Les pluies acides frappent tout le sud-est de la Chine, où l’on trouve la plus grande concentration de population, de centrales électriques et d’usines, et sont considérées comme un problème grave dans environ un tiers du pays. Dans la ville de Chongqing, où l’on dit que vivent les plus belles femmes de Chine, celles-ci de déplacent munies d’ombrelles en dentelle dont les bords sont noircis du fait des retombées acides dans la région.

Perdues au milieu des nombreux problèmes environnementaux auxquels la Chine est confrontée, depuis les pénuries d’eau jusqu’aux émissions de CO2 en passant par la désertification, les pluies acides n’ont reçu que peu d’attention de la part des médias internationaux. Les mesures prises par le gouvernement pour combattre les émissions de SO2, longtemps restées sans effet mais récemment devenues efficaces, en disent pourtant long sur la situation.

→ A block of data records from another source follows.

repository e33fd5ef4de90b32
use axum::extract::FromRef;
use std::sync::Arc;
use std::time::Instant;

use crate::library::LibraryStore;

use super::ServerConfig;

pub type GuardedLibraryStore = Arc<dyn LibraryStore>;

#[derive(Clone)]
pub struct ServerState {
    pub config: ServerConfig,
    pub start_time: Instant,
    pub library_store: GuardedLibraryStore,
}

impl ServerState {
    pub fn new(config: ServerConfig, library_store: GuardedLibraryStore) -> Self {
        ServerState {
            config,
            start_time: Instant::now(),
            library_store,
        }
    }
}

impl FromRef<ServerState> for GuardedLibraryStore {
    fn from_ref(input: &ServerState) -> Self {
        input.library_store.clone()
    }
}

impl FromRef<ServerState> for ServerConfig {
    fn from_ref(input: &ServerState) -> Self {
        input.config.clone()
    }
}
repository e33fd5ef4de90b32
mod requests_logging;

pub use requests_logging::{log_requests, RequestsLoggingLevel};
//! Read-only composite queries over the library tables. Nothing in here
//! mutates state, and "no rows" is always an empty result, never an error.
//!
//! Optional parent filters use the `?1 IS NULL OR …` shape so that the same
//! prepared statement serves both the filtered and the unfiltered listing.

use rusqlite::{params, Connection, Row};

use super::error::StoreError;
use super::models::*;
use super::sqlite_library_store::{
    row_to_account, row_to_device, row_to_listening_event, row_to_playlist,
    row_to_playlist_entry, row_to_rule, row_to_subscription,
};

pub(super) fn query_rows<T, P: rusqlite::Params>(
    conn: &Connection,
    sql: &str,
    params: P,
    f: impl FnMut(&Row) -> rusqlite::Result<T>,
) -> Result<Vec<T>, StoreError> {
    let mut stmt = conn.prepare(sql)?;
    let rows = stmt
        .query_map(params, f)?
        .collect::<rusqlite::Result<Vec<T>>>()?;
    Ok(rows)
}

pub(super) fn accounts_with_owner(
    conn: &Connection,
    user_id: Option<i64>,
) -> Result<Vec<AccountWithOwner>, StoreError> {
    query_rows(
        conn,
        "SELECT a.id, a.external_user_id, a.display_name, a.user_id, a.account_type, \
         a.access_token, a.refresh_token, a.token_expires_at, a.scope, a.created_at, \
         a.updated_at, u.display_name \
         FROM account a LEFT JOIN user u ON u.id = a.user_id \
         WHERE ?1 IS NULL OR a.user_id = ?1 \
         ORDER BY a.id",
        params![user_id],
        |row| {
            Ok(AccountWithOwner {
                account: row_to_account(row)?,
                user_display_name: row.get(11)?,
            })
        },
    )
}

/// Each playlist with its owner's display fields and the number of entries.
/// The count is a correlated subquery, so playlists with no entries report 0
/// instead of dropping out of a join.
pub(super) fn playlists_with_stats(
    conn: &Connection,
    account_id: Option<i64>,
) -> Result<Vec<PlaylistWithStats>, StoreError> {
    query_rows(
        conn,
        "SELECT p.id, p.external_playlist_id, p.account_id, p.name, p.description, \
         p.is_public, p.created_at, p.updated_at, a.display_name, a.external_user_id, \
         (SELECT COUNT(*) FROM playlist_entry e WHERE e.playlist_id = p.id) \
         FROM playlist p LEFT JOIN account a ON a.id = p.account_id \
         WHERE ?1 IS NULL OR p.account_id = ?1 \
         ORDER BY p.id",
        params![account_id],
        |row| {
            Ok(PlaylistWithStats {
                playlist: row_to_playlist(row)?,
                account_display_name: row.get(8)?,
                external_user_id: row.get(9)?,
                track_count: row.get(10)?,
            })
        },
    )
}

/// Entries of one playlist joined with track metadata, in traversal order:
/// position ascending with NULLs last, then added_at, then insertion id.
pub(super) fn playlist_tracks(
    conn: &Connection,
    playlist_id: i64,
) -> Result<Vec<PlaylistTrackRow>, StoreError> {
    query_rows(
        conn,
        "SELECT e.id, e.playlist_id, e.track_id, e.added_at, e.position, e.created_at, \
         t.external_track_id, t.name, t.artist, t.album, t.duration_ms \
         FROM playlist_entry e JOIN track t ON t.id = e.track_id \
         WHERE e.playlist_id = ?1 \
         ORDER BY e.position IS NULL, e.position, e.added_at, e.id",
        params![playlist_id],
        |row| {
            Ok(PlaylistTrackRow {
                entry: row_to_playlist_entry(row)?,
                external_track_id: row.get(6)?,
                name: row.get(7)?,
                artist: row.get(8)?,
                album: row.get(9)?,
                duration_ms: row.get(10)?,
            })
        },
    )
}

pub(super) fn devices_with_account(
    conn: &Connection,
    account_id: Option<i64>,
) -> Result<Vec<DeviceWithAccount>, StoreError> {
    query_rows(
        conn,
        "SELECT d.id, d.external_device_id, d.account_id, d.name, d.device_type, \
         d.is_active, d.volume_percent, d.created_at, d.updated_at, a.display_name \
         FROM device d LEFT JOIN account a ON a.id = d.account_id \
         WHERE ?1 IS NULL OR d.account_id = ?1 \
         ORDER BY d.is_active DESC, d.id",
        params![account_id],
        |row| {
            Ok(DeviceWithAccount {
                device: row_to_device(row)?,
                account_display_name: row.get(9)?,
            })
        },
    )
}

pub(super) fn subscriptions_with_account(
    conn: &Connection,
) -> Result<Vec<SubscriptionWithAccount>, StoreError> {
    query_rows(
        conn,
        "SELECT s.id, s.account_id, s.plan_name, s.product_type, s.currency, \
         s.next_billing_amount, s.billing_date, s.created_at, s.updated_at, \
         a.display_name, a.external_user_id \
         FROM subscription s JOIN account a ON a.id = s.account_id \
         ORDER BY s.id",
        params![],
        |row| {
            Ok(SubscriptionWithAccount {
                subscription: row_to_subscription(row)?,
                account_display_name: row.get(9)?,
                external_user_id: row.get(10)?,
            })
        },
    )
}

pub(super) fn rules_with_account(
    conn: &Connection,
    account_id: Option<i64>,
) -> Result<Vec<RuleWithAccount>, StoreError> {
    query_rows(
        conn,
        "SELECT r.id, r.account_id, r.name, r.rule_type, r.criteria, r.is_active, \
         r.last_executed_at, r.created_at, r.updated_at, a.display_name \
         FROM automation_rule r LEFT JOIN account a ON a.id = r.account_id \
         WHERE ?1 IS NULL OR r.account_id = ?1 \
         ORDER BY r.id",
        params![account_id],
        |row| {
            Ok(RuleWithAccount {
                rule: row_to_rule(row)?,
                account_display_name: row.get(9)?,
            })
        },
    )
}

/// One row per account. The playlist count and the most recent listening
/// event are independent correlated subqueries: a plain join-then-group
/// would multiply the count by the number of events and drop accounts with
/// none. Accounts with no playlists or no history still get a row.
pub(super) fn dashboard_overview(
    conn: &Connection,
    user_id: Option<i64>,
) -> Result<Vec<AccountOverview>, StoreError> {
    query_rows(
        conn,
        "SELECT a.id, a.display_name, a.account_type, \
         (SELECT COUNT(DISTINCT p.id) FROM playlist p WHERE p.account_id = a.id), \
         (SELECT t.name FROM listening_event le JOIN track t ON t.id = le.track_id \
          WHERE le.account_id = a.id ORDER BY le.listened_at DESC, le.id DESC LIMIT 1), \
         (SELECT t.artist FROM listening_event le JOIN track t ON t.id = le.track_id \
          WHERE le.account_id = a.id ORDER BY le.listened_at DESC, le.id DESC LIMIT 1), \
         (SELECT le.listened_at FROM listening_event le \
          WHERE le.account_id = a.id ORDER BY le.listened_at DESC, le.id DESC LIMIT 1) \
         FROM account a \
         WHERE ?1 IS NULL OR a.user_id = ?1 \
         ORDER BY a.id",
        params![user_id],
        |row| {
            Ok(AccountOverview {
                account_id: row.get(0)?,
                display_name: row.get(1)?,
                account_type: row.get(2)?,
                playlist_count: row.get(3)?,
                last_listened_track: row.get(4)?,
                last_listened_artist: row.get(5)?,
                last_listened_at: row.get(6)?,
            })
        },
    )
}

/// Full listening history decorated with track and account fields, newest
/// first. Rollups (play count, total duration, top artists) are left to the
/// consumer of this feed.
pub(super) fn listening_report(
    conn: &Connection,
    account_id: Option<i64>,
) -> Result<Vec<ListeningReportRow>, StoreError> {
    query_rows(
        conn,
        "SELECT le.id, le.account_id, le.track_id, le.listened_at, le.duration_played_ms, \
         le.created_at, t.name, t.artist, t.album, a.display_name \
         FROM listening_event le \
         JOIN track t ON t.id = le.track_id \
         JOIN account a ON a.id = le.account_id \
         WHERE ?1 IS NULL OR le.account_id = ?1 \
         ORDER BY le.listened_at DESC, le.id DESC",
        params![account_id],
        |row| {
            Ok(ListeningReportRow {
                event: row_to_listening_event(row)?,
                track_name: row.get(6)?,
                artist: row.get(7)?,
                album: row.get(8)?,
                account_display_name: row.get(9)?,
            })
        },
    )
}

Les États-Unis ont commencé à être touchés par un grave problème de pluies acides dans les années 70 et 80 lorsque de dangereuses retombées ont attaqué les forêts et empoisonné les lacs, un phénomène qui a tout particulièrement touché la partie supérieure et nord-est du Midwest. Grâce au Titre IV du Clean Air Act de 1990, le Congrès a alors créé un système d’échange de permis d’émission de SO2 qui prévoyait des incitations financières pour les usines qui mettraient en place des équipements destinés à supprimer le SO2 des fumées avant qu’elles ne s’échappent des cheminées, c’est-à-dire des installations de désulfuration des gaz de combustion plus connues sous le nom de filtres. Partout où c’était possible, les usines américaines ont alors opté pour le charbon à basse teneur en soufre.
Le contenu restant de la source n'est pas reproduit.